In scientific collections, the general rule I was taught is to leave at least 95% of a population -- that is, to kill no more than 1 in 20 plants, or to strip no more than 5% of the population's reproductive capacity. This is a good solid rule, especially when you're dealing with relatively uncommon wild species or species that are slow to recover from harvest. Frankly, though, foragers shouldn't take any of those unless it's literally a matter of starvation.

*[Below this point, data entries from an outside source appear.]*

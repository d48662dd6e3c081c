use axum_extra::extract::cookie::{Cookie, SameSite};
use time::Duration;

use super::types::SessionClaims;

/// Create a session cookie carrying the given claims.
///
/// The value is the serialized claims; add the cookie to a
/// `PrivateCookieJar` so it is encrypted and authenticated on the wire.
///
/// # Errors
///
/// Returns a serialization error if the claims cannot be encoded (does not
/// happen for well-formed claims).
pub fn issue_session(
    name: &str,
    claims: &SessionClaims,
    ttl_days: i64,
    secure: bool,
) -> Result<Cookie<'static>, serde_json::Error> {
    let value = serde_json::to_string(claims)?;

    Ok(Cookie::build((name.to_string(), value))
        .http_only(true)
        .secure(secure)
        .same_site(SameSite::Lax)
        .path("/".to_string())
        .max_age(Duration::days(ttl_days))
        .build())
}

/// Create a removal cookie for the session (logout).
pub fn clear_session(name: &str) -> Cookie<'static> {
    Cookie::build((name.to_string(), ""))
        .path("/".to_string())
        .max_age(Duration::ZERO)
        .build()
}
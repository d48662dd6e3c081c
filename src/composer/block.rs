use base64::Engine;
use base64::engine::general_purpose::STANDARD;

/// Image payload ceiling (2 MiB).
pub const MAX_IMAGE_BYTES: usize = 2 * 1024 * 1024;

/// Raster image media types accepted for attachment.
pub const ALLOWED_IMAGE_TYPES: [&str; 4] =
    ["image/jpeg", "image/png", "image/gif", "image/webp"];

/// Which variant of block to append.
#[derive(Debug, Clone, Copy, PartialEq, Eq)]
pub enum BlockKind {
    Text,
    Image,
}

/// Why an image attachment was rejected.
#[derive(Debug, Clone, PartialEq, Eq, thiserror::Error)]
pub enum AttachmentError {
    #[error("unsupported image type {0:?}")]
    UnsupportedMediaType(String),
    #[error("image exceeds the 2 MiB ceiling ({0} bytes)")]
    TooLarge(usize),
}

/// A validated image payload attached to an image block.
#[derive(Debug, Clone, PartialEq, Eq)]
pub struct ImageAttachment {
    payload: Vec<u8>,
    media_type: String,
    preview: String,
}

impl ImageAttachment {
    /// Validate and accept an image payload.
    ///
    /// Checks the declared media type against the allow-list and the size
    /// against [`MAX_IMAGE_BYTES`], then computes a data-URI preview usable
    /// for immediate display without any network round trip.
    ///
    /// # Errors
    ///
    /// Returns [`AttachmentError`] if the media type is not allowed or the
    /// payload is too large.
    pub fn try_new(payload: Vec<u8>, media_type: &str) -> Result<Self, AttachmentError> {
        if !ALLOWED_IMAGE_TYPES.contains(&media_type) {
            return Err(AttachmentError::UnsupportedMediaType(media_type.to_owned()));
        }
        if payload.len() > MAX_IMAGE_BYTES {
            return Err(AttachmentError::TooLarge(payload.len()));
        }

        let preview = format!("data:{media_type};base64,{}", STANDARD.encode(&payload));
        Ok(Self {
            payload,
            media_type: media_type.to_owned(),
            preview,
        })
    }

    #[must_use]
    pub fn payload(&self) -> &[u8] {
        &self.payload
    }

    #[must_use]
    pub fn media_type(&self) -> &str {
        &self.media_type
    }

    /// Data-URI rendition of the payload for on-screen preview.
    #[must_use]
    pub fn preview(&self) -> &str {
        &self.preview
    }
}

/// One ordered unit of email content.
#[derive(Debug, Clone, PartialEq, Eq)]
pub enum EmailBlock {
    /// A text paragraph; must be non-empty before submission.
    Text(String),
    /// An image; must have an attached payload before submission.
    Image {
        attachment: Option<ImageAttachment>,
        /// Last attachment rejection for this block, if any.
        error: Option<String>,
    },
}

impl EmailBlock {
    pub(crate) fn empty(kind: BlockKind) -> Self {
        match kind {
            BlockKind::Text => Self::Text(String::new()),
            BlockKind::Image => Self::Image {
                attachment: None,
                error: None,
            },
        }
    }

    #[must_use]
    pub fn kind(&self) -> BlockKind {
        match self {
            Self::Text(_) => BlockKind::Text,
            Self::Image { .. } => BlockKind::Image,
        }
    }
}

Elderberry* is neither rare nor slow to recover; it flowers and fruits prolifically, year after year. You could likely harvest a third of its fruit, or even more, without damaging the population's long-term reproductive capacity. Be careful to leave enough for the animals that depend on the fruits, though! Personally, I definitely won't take more than 1/3 of a native species population.
All that said, there are some edible plants whose extirpation would be a public service. Look up your local noxious weeds, and harvest those to your heart's content. Take more than you need! Take all you can carry! Kill them off, please!
Did you have any specific plants in mind, other than elderberry? I could do some research and get you firmer numbers for them.
* Assuming you mean one of the more common Sambucus species -- S. nigra or S. racemosa or something -- in North America or Europe. I'm not well-up on the whole genus.